- **Your assignment**: Your task is to copy every line of the entries that holds the word "message".

- **Input material**:
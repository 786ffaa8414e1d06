//! Email/password login form.

use std::collections::HashSet;

use api::{Field, LoginDraft, SessionError, SessionMember};
use dioxus::prelude::*;
use tracing::warn;

use crate::auth::{use_api, use_session};
use crate::components::{visible_error, Submission, TextField};
use crate::notifications::{notify_api_error, notify_error, use_notifications};

/// Login form. Calls `on_success` with the new session member once the token is stored.
#[component]
pub fn LoginForm(on_success: EventHandler<SessionMember>) -> Element {
    let api = use_api();
    let session = use_session();
    let mut notifications = use_notifications();

    let mut draft = use_signal(LoginDraft::default);
    let mut touched = use_signal(HashSet::<Field>::new);
    let mut submission = use_signal(Submission::default);

    let errors = draft.read().validate();
    let can_submit = errors.is_valid() && !submission.read().in_flight();

    let handle_submit = move |evt: FormEvent| {
        evt.prevent_default();
        let Ok(credentials) = draft.read().to_request() else {
            touched.set([Field::Username, Field::Password].into_iter().collect());
            return;
        };
        let api = api.clone();
        let session = session.clone();
        if !submission.write().begin() {
            return;
        }
        spawn(async move {
            match session.login(&api, &credentials).await {
                Ok(member) => on_success.call(member),
                Err(SessionError::Auth(e)) => notify_api_error(&mut notifications, &e),
                Err(e) => {
                    warn!("Login succeeded but the session could not start: {}", e);
                    notify_error(&mut notifications, "Login failed", &e.to_string());
                }
            }
            submission.write().finish();
        });
    };

    rsx! {
        form {
            class: "form",
            onsubmit: handle_submit,
            TextField {
                id: "username",
                label: "Email",
                input_type: "email",
                placeholder: "hello@example.com",
                value: draft.read().username.clone(),
                error: visible_error(&errors, &touched.read(), Field::Username),
                oninput: move |value| draft.write().username = value,
                onblur: move |_| { touched.write().insert(Field::Username); },
            }
            TextField {
                id: "password",
                label: "Password",
                input_type: "password",
                placeholder: "Type your password",
                value: draft.read().password.clone(),
                error: visible_error(&errors, &touched.read(), Field::Password),
                oninput: move |value| draft.write().password = value,
                onblur: move |_| { touched.write().insert(Field::Password); },
            }
            button {
                class: "btn btn-primary",
                r#type: "submit",
                disabled: !can_submit,
                if submission.read().in_flight() { "Signing in..." } else { "Login" }
            }
        }
    }
}
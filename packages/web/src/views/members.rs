use dioxus::prelude::*;
use ui::MemberList;

#[component]
pub fn Members() -> Element {
    rsx! {
        h1 { "Members" }
        MemberList {}
    }
}
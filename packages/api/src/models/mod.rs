//! Wire models for the member API.

mod auth;
mod member;

pub use auth::{AuthenticationResponse, LoginRequest};
pub use member::{Gender, Member, MemberRegistrationRequest, MemberUpdateRequest};
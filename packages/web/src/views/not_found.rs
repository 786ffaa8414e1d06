use dioxus::prelude::*;

use crate::Route;

#[component]
pub fn PageNotFound(segments: Vec<String>) -> Element {
    let path = segments.join("/");
    rsx! {
        div {
            class: "auth-page",
            h1 { "Page not found" }
            p { "Nothing lives at /{path}." }
            Link { to: Route::Login {}, "Back to login" }
        }
    }
}
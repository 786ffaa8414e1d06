//! Client-side persistence for the session token.
//!
//! Everything that survives a page reload goes through the [`TokenStore`] trait,
//! so the session logic runs unchanged against browser `localStorage` on the web
//! and against [`MemoryStore`] in tests and native builds.

pub mod error;
pub mod token;

mod memory;
pub use memory::MemoryStore;

#[cfg(all(target_arch = "wasm32", feature = "web"))]
mod local_storage;
#[cfg(all(target_arch = "wasm32", feature = "web"))]
pub use local_storage::LocalStorageStore;

pub use error::StoreError;
pub use token::{TokenStore, ACCESS_TOKEN_KEY};
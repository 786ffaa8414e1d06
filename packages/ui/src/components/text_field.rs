use std::collections::HashSet;

use api::{Field, FieldErrors};
use dioxus::prelude::*;

/// Labelled input with an inline validation message.
#[component]
pub fn TextField(
    id: String,
    label: String,
    #[props(default = "text".to_string())] input_type: String,
    #[props(default)] placeholder: String,
    value: String,
    /// Empty when there is nothing to report.
    #[props(default)]
    error: String,
    oninput: EventHandler<String>,
    onblur: EventHandler<()>,
) -> Element {
    rsx! {
        div {
            class: "field",
            label { r#for: "{id}", "{label}" }
            input {
                id: "{id}",
                name: "{id}",
                class: if error.is_empty() { "input" } else { "input invalid" },
                r#type: "{input_type}",
                placeholder: "{placeholder}",
                value: "{value}",
                oninput: move |evt: FormEvent| oninput.call(evt.value()),
                onblur: move |_| onblur.call(()),
            }
            if !error.is_empty() {
                div { class: "field-error", role: "alert", "{error}" }
            }
        }
    }
}

/// The message to show for `field`: only once the user has left the field.
pub fn visible_error(errors: &FieldErrors, touched: &HashSet<Field>, field: Field) -> String {
    if touched.contains(&field) {
        errors.get(field).unwrap_or_default().to_string()
    } else {
        String::new()
    }
}

#[cfg(test)]
mod tests {
    use super::*;
    use api::LoginDraft;

    #[test]
    fn test_errors_hidden_until_touched() {
        let errors = LoginDraft::default().validate();
        let mut touched = HashSet::new();
        assert_eq!(visible_error(&errors, &touched, Field::Username), "");

        touched.insert(Field::Username);
        assert_eq!(
            visible_error(&errors, &touched, Field::Username),
            "Email is required"
        );
        assert_eq!(visible_error(&errors, &touched, Field::Password), "");
    }
}
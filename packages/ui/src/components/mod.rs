//! Small presentational building blocks shared by the forms and views.

mod drawer;
pub use drawer::Drawer;

mod text_field;
pub use text_field::{visible_error, TextField};

mod submission;
pub use submission::Submission;
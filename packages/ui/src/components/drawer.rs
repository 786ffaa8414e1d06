use dioxus::prelude::*;

/// A side panel over a dimmed backdrop.
/// Clicking the backdrop, the close button or the footer button triggers `on_close`.
#[component]
pub fn Drawer(open: bool, title: String, on_close: EventHandler<()>, children: Element) -> Element {
    if !open {
        return rsx! {};
    }

    rsx! {
        div {
            class: "drawer-backdrop",
            onclick: move |_| on_close.call(()),
            aside {
                class: "drawer",
                onclick: move |evt: Event<MouseData>| evt.stop_propagation(),
                header {
                    class: "drawer-header",
                    h2 { "{title}" }
                    button {
                        class: "drawer-close",
                        onclick: move |_| on_close.call(()),
                        "×"
                    }
                }
                div { class: "drawer-body", {children} }
                footer {
                    class: "drawer-footer",
                    button {
                        class: "btn btn-secondary",
                        onclick: move |_| on_close.call(()),
                        "Close"
                    }
                }
            }
        }
    }
}
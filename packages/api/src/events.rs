//! # Member change notifications
//!
//! Anything that mutates members (create drawer, update form, delete button, image
//! dropzone) publishes a [`MemberEvent`] once the server has accepted the change.
//! The member list subscribes and re-fetches on every event, so mutation components
//! never need a handle to the list.

use tokio::sync::broadcast;
use tracing::debug;

/// Lagging subscribers skip the oldest events; any event triggers a full re-fetch.
const CHANNEL_CAPACITY: usize = 32;

#[derive(Debug, Clone, Copy, PartialEq, Eq)]
pub enum MemberEvent {
    Created,
    Updated(i64),
    Deleted(i64),
    ProfileImageUploaded(i64),
}

impl MemberEvent {
    /// The member concerned, if the event is about an existing one.
    pub fn member_id(&self) -> Option<i64> {
        match self {
            MemberEvent::Created => None,
            MemberEvent::Updated(id)
            | MemberEvent::Deleted(id)
            | MemberEvent::ProfileImageUploaded(id) => Some(*id),
        }
    }
}

/// Broadcast channel between member mutations and the views that display members.
#[derive(Debug, Clone)]
pub struct MemberEvents {
    tx: broadcast::Sender<MemberEvent>,
}

impl Default for MemberEvents {
    fn default() -> Self {
        Self::new()
    }
}

impl PartialEq for MemberEvents {
    fn eq(&self, other: &Self) -> bool {
        self.tx.same_channel(&other.tx)
    }
}

impl MemberEvents {
    pub fn new() -> Self {
        let (tx, _) = broadcast::channel(CHANNEL_CAPACITY);
        Self { tx }
    }

    /// Publish an event. Returns how many subscribers will see it.
    pub fn publish(&self, event: MemberEvent) -> usize {
        match self.tx.send(event) {
            Ok(receivers) => receivers,
            Err(_) => {
                debug!("No subscribers for {:?}", event);
                0
            }
        }
    }

    pub fn subscribe(&self) -> broadcast::Receiver<MemberEvent> {
        self.tx.subscribe()
    }
}

#[cfg(test)]
mod tests {
    use super::*;

    #[tokio::test]
    async fn test_subscribers_receive_events_in_order() {
        let events = MemberEvents::new();
        let mut rx = events.subscribe();

        assert_eq!(events.publish(MemberEvent::Created), 1);
        events.publish(MemberEvent::ProfileImageUploaded(5));

        assert_eq!(rx.recv().await.unwrap(), MemberEvent::Created);
        let event = rx.recv().await.unwrap();
        assert_eq!(event, MemberEvent::ProfileImageUploaded(5));
        assert_eq!(event.member_id(), Some(5));
    }

    #[test]
    fn test_publish_without_subscribers() {
        let events = MemberEvents::new();
        assert_eq!(events.publish(MemberEvent::Deleted(1)), 0);
    }

    #[test]
    fn test_clones_share_channel() {
        let events = MemberEvents::new();
        let other = events.clone();
        let _rx = events.subscribe();

        assert_eq!(other.publish(MemberEvent::Updated(2)), 1);
        assert_eq!(events, other);
        assert_ne!(events, MemberEvents::new());
    }
}
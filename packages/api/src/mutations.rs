//! Member mutations that announce themselves.
//!
//! Each function performs one write through [`ApiClient`] and, only once the server
//! has accepted it, publishes the matching [`MemberEvent`]. UI components call these
//! instead of the raw client so every successful change refreshes the member list.

use tracing::info;

use crate::client::ApiClient;
use crate::error::ApiError;
use crate::events::{MemberEvent, MemberEvents};
use crate::models::{MemberRegistrationRequest, MemberUpdateRequest};

/// Create a member. Returns the token issued for the new member, if any.
pub async fn create_member(
    api: &ApiClient,
    events: &MemberEvents,
    request: &MemberRegistrationRequest,
) -> Result<Option<String>, ApiError> {
    let token = api.create_member(request).await?;
    info!("Created member {}", request.email);
    events.publish(MemberEvent::Created);
    Ok(token)
}

pub async fn update_member(
    api: &ApiClient,
    events: &MemberEvents,
    id: i64,
    request: &MemberUpdateRequest,
) -> Result<(), ApiError> {
    api.update_member(id, request).await?;
    info!("Updated member {}", id);
    events.publish(MemberEvent::Updated(id));
    Ok(())
}

pub async fn delete_member(api: &ApiClient, events: &MemberEvents, id: i64) -> Result<(), ApiError> {
    api.delete_member(id).await?;
    info!("Deleted member {}", id);
    events.publish(MemberEvent::Deleted(id));
    Ok(())
}

pub async fn upload_profile_image(
    api: &ApiClient,
    events: &MemberEvents,
    id: i64,
    file_name: &str,
    bytes: Vec<u8>,
) -> Result<(), ApiError> {
    api.upload_profile_image(id, file_name, bytes).await?;
    info!("Uploaded profile image for member {}", id);
    events.publish(MemberEvent::ProfileImageUploaded(id));
    Ok(())
}

#[cfg(test)]
mod tests {
    use std::sync::Arc;

    use super::*;
    use crate::config::ClientConfig;
    use crate::models::Gender;
    use crate::testing::FakeServer;
    use store::{MemoryStore, TokenStore, ACCESS_TOKEN_KEY};
    use tokio::sync::broadcast::error::TryRecvError;

    fn registration(name: &str, email: &str) -> MemberRegistrationRequest {
        MemberRegistrationRequest {
            name: name.to_string(),
            email: email.to_string(),
            age: 30,
            password: "password".to_string(),
            gender: Gender::Female,
        }
    }

    async fn logged_in() -> (FakeServer, ApiClient) {
        let server = FakeServer::start().await;
        let store = MemoryStore::new();
        let api = ApiClient::new(
            ClientConfig::default().with_base_url(&server.base_url),
            Arc::new(store.clone()),
        );
        let token = api
            .create_member(&registration("Admin", "admin@x.com"))
            .await
            .unwrap()
            .unwrap();
        store.set(ACCESS_TOKEN_KEY, &token).unwrap();
        (server, api)
    }

    #[tokio::test]
    async fn test_create_publishes_created() {
        let (server, api) = logged_in().await;
        let events = MemberEvents::new();
        let mut rx = events.subscribe();

        create_member(&api, &events, &registration("Jane", "jane@x.com"))
            .await
            .unwrap();
        assert_eq!(rx.recv().await.unwrap(), MemberEvent::Created);
        assert_eq!(server.members().len(), 2);
    }

    #[tokio::test]
    async fn test_upload_triggers_refresh_with_new_image() {
        let (_server, api) = logged_in().await;
        let events = MemberEvents::new();
        let mut rx = events.subscribe();
        let id = api.list_members().await.unwrap()[0].id;
        let before = api.get_member(id).await.unwrap();
        assert!(before.profile_image_id.is_none());

        upload_profile_image(&api, &events, id, "me.jpg", vec![1, 2, 3])
            .await
            .unwrap();

        // The list view re-fetches on this event and sees the new image id
        let event = rx.recv().await.unwrap();
        assert_eq!(event, MemberEvent::ProfileImageUploaded(id));
        let refreshed = api.list_members().await.unwrap();
        let member = refreshed.iter().find(|m| m.id == id).unwrap();
        assert!(member.profile_image_id.is_some());
        assert_eq!(
            api.profile_image_url(id),
            format!("{}/api/v1/members/{id}/profile-image", api.config().base_url)
        );
    }

    #[tokio::test]
    async fn test_failed_mutation_publishes_nothing() {
        let (_server, api) = logged_in().await;
        let events = MemberEvents::new();
        let mut rx = events.subscribe();

        let err = delete_member(&api, &events, 404).await.unwrap_err();
        assert!(matches!(err, ApiError::NotFound { .. }));

        let err = update_member(
            &api,
            &events,
            404,
            &MemberUpdateRequest {
                name: "X".to_string(),
                email: "x@x.com".to_string(),
                age: 20,
                gender: None,
            },
        )
        .await
        .unwrap_err();
        assert!(matches!(err, ApiError::NotFound { .. }));
        assert_eq!(rx.try_recv(), Err(TryRecvError::Empty));
    }

    #[tokio::test]
    async fn test_update_and_delete_publish_ids() {
        let (_server, api) = logged_in().await;
        let events = MemberEvents::new();
        let mut rx = events.subscribe();
        let id = api.list_members().await.unwrap()[0].id;

        update_member(
            &api,
            &events,
            id,
            &MemberUpdateRequest {
                name: "Boss".to_string(),
                email: "admin@x.com".to_string(),
                age: 40,
                gender: None,
            },
        )
        .await
        .unwrap();
        assert_eq!(rx.recv().await.unwrap(), MemberEvent::Updated(id));
        assert_eq!(api.get_member(id).await.unwrap().name, "Boss");

        delete_member(&api, &events, id).await.unwrap();
        assert_eq!(rx.recv().await.unwrap(), MemberEvent::Deleted(id));
    }
}
mod login;
pub use login::Login;

mod signup;
pub use signup::Signup;

mod dashboard_layout;
pub use dashboard_layout::DashboardLayout;

mod dashboard;
pub use dashboard::Dashboard;

mod members;
pub use members::Members;

mod not_found;
pub use not_found::PageNotFound;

- **Reply to the exercise**:
/// Labelled input with an inline validation message.
/// The message to show for `field`: only once the user has left the field.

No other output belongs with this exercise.